Au bout de dix ans de vie commune, une maladie va toutefois venir ternir ce tableau idyllique : Louise a un cancer des poumons. A l’annonce du verdict, Louise, fidèle à elle-même, ne se démonte pas, elle prend le « truc » à la force de son sens de l’humour et de l’absurde pour lutter contre ses «Honey Pops », ses cellules atteintes. Même dans une période aussi difficile, sa verve magique transforme les moments lourds en bulles de savon légères et colorées. Et c’est épaulé d’Adrien, qu’elle luttera contre la maladie. Plus elle faiblira, et plus il devra puiser dans sa propre imagination pour la faire rire et rêver.
Au même moment que l’apparition du cancer de Louise, a lieu une restructuration dans l’entreprise. Adrien, du jour au lendemain, se trouve alors assigné à travailler dans un nouveau bureau qui se trouve être une niche sombre, sans téléphone, sans ordinateur : un placard qui ne dit pas son nom.
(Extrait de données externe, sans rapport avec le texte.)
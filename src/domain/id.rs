//! Identifiers for navigation nodes, content blocks and pages
//!
//! ID Format:
//! - Freshly generated IDs are lowercase hyphenated UUID v4 strings
//!   (e.g. `7f2b4c1e-9d3e-4f25-a1b2-0c3d4e5f6a7b`)
//! - IDs read from persisted data may be any non-empty string; seed data
//!   uses readable ids such as `group-main` or `page-faq`
//!
//! All three kinds share the same rules but are distinct types so a block id
//! can never be passed where a navigation node id is expected.

use serde::{Deserialize, Serialize};
use std::fmt;
use std::str::FromStr;
use thiserror::Error;
use uuid::Uuid;

#[derive(Debug, Error, PartialEq)]
pub enum IdError {
    #[error("Invalid {kind} ID: must be a non-empty string, got '{value}'")]
    Invalid { kind: &'static str, value: String },
}

fn check(kind: &'static str, value: &str) -> Result<(), IdError> {
    if value.is_empty() {
        return Err(IdError::Invalid {
            kind,
            value: value.to_string(),
        });
    }
    Ok(())
}

macro_rules! string_id {
    ($(#[$doc:meta])* $name:ident, $kind:literal) => {
        $(#[$doc])*
        #[derive(Debug, Clone, PartialEq, Eq, Hash, PartialOrd, Ord, Serialize, Deserialize)]
        #[serde(try_from = "String", into = "String")]
        pub struct $name(String);

        impl $name {
            /// Generates a fresh random ID
            pub fn generate() -> Self {
                Self(Uuid::new_v4().to_string())
            }

            /// Returns the ID as a string slice
            pub fn as_str(&self) -> &str {
                &self.0
            }
        }

        impl fmt::Display for $name {
            fn fmt(&self, f: &mut fmt::Formatter<'_>) -> fmt::Result {
                f.write_str(&self.0)
            }
        }

        impl FromStr for $name {
            type Err = IdError;

            fn from_str(s: &str) -> Result<Self, Self::Err> {
                check($kind, s)?;
                Ok(Self(s.to_string()))
            }
        }

        impl TryFrom<String> for $name {
            type Error = IdError;

            fn try_from(value: String) -> Result<Self, Self::Error> {
                check($kind, &value)?;
                Ok(Self(value))
            }
        }

        impl From<$name> for String {
            fn from(id: $name) -> Self {
                id.0
            }
        }

        impl AsRef<str> for $name {
            fn as_ref(&self) -> &str {
                &self.0
            }
        }
    };
}

string_id!(
    /// Identifier of a navigation tree node, unique across the whole forest
    NodeId,
    "node"
);

string_id!(
    /// Identifier of a content block, unique within its page (sections included)
    BlockId,
    "block"
);

string_id!(
    /// Identifier of a page document
    PageId,
    "page"
);

#[cfg(test)]
mod tests {
    use super::*;

    #[test]
    fn generated_ids_are_uuids() {
        let id = BlockId::generate();
        assert!(Uuid::parse_str(id.as_str()).is_ok());
    }

    #[test]
    fn generated_ids_differ() {
        assert_ne!(NodeId::generate(), NodeId::generate());
    }

    #[test]
    fn parse_readable_id() {
        let id: NodeId = "group-main".parse().unwrap();
        assert_eq!(id.to_string(), "group-main");
    }

    #[test]
    fn reject_empty_id() {
        let err = "".parse::<PageId>().unwrap_err();
        assert!(matches!(err, IdError::Invalid { kind: "page", .. }));
    }

    #[test]
    fn serde_roundtrip_as_plain_string() {
        let id: BlockId = "b-1".parse().unwrap();
        let json = serde_json::to_string(&id).unwrap();
        assert_eq!(json, "\"b-1\"");

        let parsed: BlockId = serde_json::from_str(&json).unwrap();
        assert_eq!(parsed, id);
    }

    #[test]
    fn serde_rejects_empty() {
        assert!(serde_json::from_str::<BlockId>("\"\"").is_err());
    }
}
Après quelques absences non remarquées, il décide purement et simplement d’arrêter de travailler pour s’occuper de Louise, lui faisant croire qu’il est en congé sabbatique jusqu’à sa guérison.
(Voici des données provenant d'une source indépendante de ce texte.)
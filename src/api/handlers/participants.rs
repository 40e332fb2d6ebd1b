//! Participant pool handlers.

use axum::extract::State;
use axum::response::IntoResponse;
use axum::routing::get;
use axum::{Json, Router};

use crate::api::dto::ParticipantDto;
use crate::app_state::AppState;
use crate::error::{ErrorResponse, RaffleError};

/// `GET /participants` — List the checked-in pool, oldest-entered-first.
///
/// # Errors
///
/// Returns [`RaffleError`] on storage failure.
#[utoipa::path(
    get,
    path = "/participants",
    tag = "Participants",
    summary = "List checked-in participants",
    description = "Returns every checked-in participant eligible for the wheel, ordered oldest-entered-first. Index positions correspond to wheel segments for the next spin.",
    responses(
        (status = 200, description = "Eligible participants", body = Vec<ParticipantDto>),
        (status = 500, description = "Storage failure", body = ErrorResponse),
    )
)]
pub async fn list_participants(
    State(state): State<AppState>,
) -> Result<impl IntoResponse, RaffleError> {
    let participants = state.raffle_service.participants().await?;
    let data: Vec<ParticipantDto> = participants.into_iter().map(Into::into).collect();
    Ok(Json(data))
}

/// Participant routes.
pub fn routes() -> Router<AppState> {
    Router::new().route("/participants", get(list_participants))
}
En parallèle à l’histoire d’amour qui nous est contée, on suit le procès de cet abandon de poste, où un Adrien un peu lunaire répond aux questions du juge Albert Vaxe pour avoir perçu un salaire pendant un an, sans ne s’être jamais présenté à son bureau.
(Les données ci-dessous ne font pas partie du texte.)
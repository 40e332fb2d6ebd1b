//! Shared application state injected into all Axum handlers.

use std::sync::Arc;

use crate::domain::EventBus;
use crate::service::RaffleService;

/// Shared application state available to all handlers via Axum's
/// `State` extractor.
#[derive(Debug, Clone)]
pub struct AppState {
    /// Raffle service for all business logic.
    pub raffle_service: Arc<RaffleService>,
    /// Event bus for WebSocket subscriptions.
    pub event_bus: EventBus,
}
La lecture de ce roman a été un moment magique, tout en grâce, poésie et légereté. Tout comme son personnage féminin, l’auteur maquille, elle aussi, de toutes les couleurs la réalité pour décrire l’amour et la maladie, pour dépeindre les absurdités du monde du travail et celui de l’hôpital. J’ai adoré l’écriture vive, inventive, les jeux de mots et les dialogues cocasses.
Et si ce roman en évoque d’autres (L’écume des jours ou En attendant Bojangles) , il n’en reste pas moins que cette histoire d’amour m’a profondément touchée car Louise et Adrien sont uniques. De l’un et de l’autre, on en apprend un peu plus au cours du récit par les blessures et les fêlures de leur enfance. Le mensonge des adultes et la chute d’une mère ont transformé Louise à 7 ans en «ouvrière qualifiée de l’imaginaire » ; un père enfui et une mère coupant tout différend par des « je t’aime mon chéri » ont transformé Adrien en « observateur atone, mal assuré.»
Les déraisons est un roman coup de coeur, pétillant et insolite qui nous invite aussi à laisser jaillir ce petit grain de folie que l’on porte tous en nous mais que notre éducation et que notre peur du regard des autres retiennent en otage. Peut-être suffirait-il alors d’une rencontre ou d’un événement pour que « la Louise » qui sommeille en nous se libère soudain.
Je finirai par une citation du livre qui m’a beaucoup fait sourire (connaissant Adrien) et qui donne une idée de la contagion de la douce folie de Louise sur son mari : «A d’étranges égards, on aurait dit les Alpes, mais sans altitude, sans sapin, sans neige, ni rocher. N’importe quoi ! se dit-il. Je pense comme Louise.»
Description
- Parution : 10/01/2018
- Prix : environ 18€
- Format : 140 x 200
- Environ 220 pages
- ISBN : 979-10-329-0039-0
Odile d’Oultremont est scénariste et réalisatrice. Les Déraisons est son premier roman.